Within the economic market, there are two fundamental elements that sustain it, these are supply and demand. The relationship of a product with its sales, within a perfectly competitive market, will lead the market price to reach an equilibrium point, where market exhaustion will be generated, that is, all products will be sold and demand will be satisfied. The principle of supply and demand implies three laws: 1) with a fixed price, demand exceeds supply, causing the price to increase and vice versa, when supply exceeds demand, the price decreases. 2) an increase in price decreases demand and increases supply or vice versa, a decrease in price increases demand and decreases supply. 3) The price is located at the level where demand balances supply.
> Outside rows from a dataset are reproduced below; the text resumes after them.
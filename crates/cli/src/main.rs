#![deny(warnings)]

use anyhow::Context;
use clap::Parser;
use interview_analyzer_core::analysis::{FallbackAnalyzer, OpenRouterAnalyzer};
use interview_analyzer_core::config::{
    require_api_key, EngineConfig, ModelId, StdEnv, DEFAULT_MODEL, DEFAULT_REQUEST_TIMEOUT_SECS,
    ENV_OPENROUTER_MODEL,
};
use interview_analyzer_core::media::MediaFile;
use interview_analyzer_core::pipeline::Pipeline;
use interview_analyzer_core::report::AnalysisReport;
use interview_analyzer_core::transcribe::SimulatedTranscriptionSource;
use std::path::PathBuf;
use std::time::Duration;
use tracing_subscriber::EnvFilter;

#[derive(Parser, Debug)]
#[command(name = "interview-analyzer")]
#[command(about = "Interview performance analysis (transcribe -> AI scoring -> report)")]
struct Args {
    /// Recorded interview file (mp3, wav, m4a, mp4, mov, ...)
    file: PathBuf,

    /// OpenRouter API key; falls back to OPENROUTER_API_KEY
    #[arg(long)]
    api_key: Option<String>,

    #[arg(long, env = ENV_OPENROUTER_MODEL, default_value = DEFAULT_MODEL)]
    model: String,

    /// Timeout for the external analysis call; on expiry the heuristic
    /// analyzer produces the report instead
    #[arg(long, default_value_t = DEFAULT_REQUEST_TIMEOUT_SECS)]
    timeout_secs: u64,

    /// Pin the simulated transcription's random source
    #[arg(long)]
    seed: Option<u64>,

    /// Print the report as a single JSON line instead of pretty-printed
    #[arg(long)]
    compact: bool,

    #[arg(long, default_value = "info")]
    log_level: String,
}

#[tokio::main]
async fn main() -> anyhow::Result<()> {
    let args = Args::parse();
    init_tracing(&args.log_level)?;

    let env = StdEnv;
    // Credential check is fatal and happens before any network call.
    let api_key = require_api_key(args.api_key.clone(), &env)?;
    let model = ModelId::new(args.model.clone())?;

    let config = EngineConfig::new(api_key)
        .with_model(model)
        .with_timeout(Duration::from_secs(args.timeout_secs));

    let file = media_file_from_path(&args.file)?;

    tracing::info!(
        file = %file.name,
        size_bytes = file.size_bytes,
        timeout_secs = args.timeout_secs,
        "starting analysis"
    );

    let report = run_analysis(args.seed, config, file).await?;
    print_report(&report, args.compact)?;

    Ok(())
}

async fn run_analysis(
    seed: Option<u64>,
    config: EngineConfig,
    file: MediaFile,
) -> anyhow::Result<AnalysisReport> {
    let transcription = match seed {
        Some(seed) => SimulatedTranscriptionSource::with_seed(seed),
        None => SimulatedTranscriptionSource::new(),
    };
    let analyzer = FallbackAnalyzer::new(OpenRouterAnalyzer::new(config));
    let pipeline = Pipeline::new(transcription, analyzer);

    let progress = |percent: u8, stage: &str| {
        tracing::info!(percent, stage, "pipeline progress");
    };

    let report = pipeline.run(file, &progress).await?;
    Ok(report)
}

fn media_file_from_path(path: &PathBuf) -> anyhow::Result<MediaFile> {
    let metadata = std::fs::metadata(path)
        .with_context(|| format!("cannot read file: {}", path.display()))?;
    let name = path
        .file_name()
        .and_then(|n| n.to_str())
        .map(str::to_owned)
        .ok_or_else(|| anyhow::anyhow!("invalid file name: {}", path.display()))?;
    Ok(MediaFile::new(name, metadata.len(), None))
}

fn print_report(report: &AnalysisReport, compact: bool) -> anyhow::Result<()> {
    let out = if compact {
        serde_json::to_string(report)?
    } else {
        serde_json::to_string_pretty(report)?
    };
    println!("{out}");
    Ok(())
}

fn init_tracing(level: &str) -> anyhow::Result<()> {
    let filter = EnvFilter::builder()
        .with_default_directive(
            level
                .parse()
                .with_context(|| format!("invalid --log-level: {level}"))?,
        )
        .from_env_lossy();

    tracing_subscriber::fmt().with_env_filter(filter).init();
    Ok(())
}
The supply curve shows us the relationship that exists between the price of a product and the proportion offered of it, the slope of the curve reflects the way in which the supply increases and decreases, compared to a decrease or increase in price.

Within the market economy there are several types of supply, among them are: Competitive supply, is one where those who produce and market a good or service are in conditions of free competition. Oligopolistic offer, characterized in that the market is dominated by a few producers and service providers, and they are the ones who set the offer and prices, this occurs thanks to the fact that they keep most of the inputs for their activity hoarded.

Monopolistic offer, is one where a single producer is the one that dominates the market and is the one that sets price and quantity.

The supply will be affected by the following elements: The price of the good in the market, the cost of the factors required for such production, competition, technology and government regulations.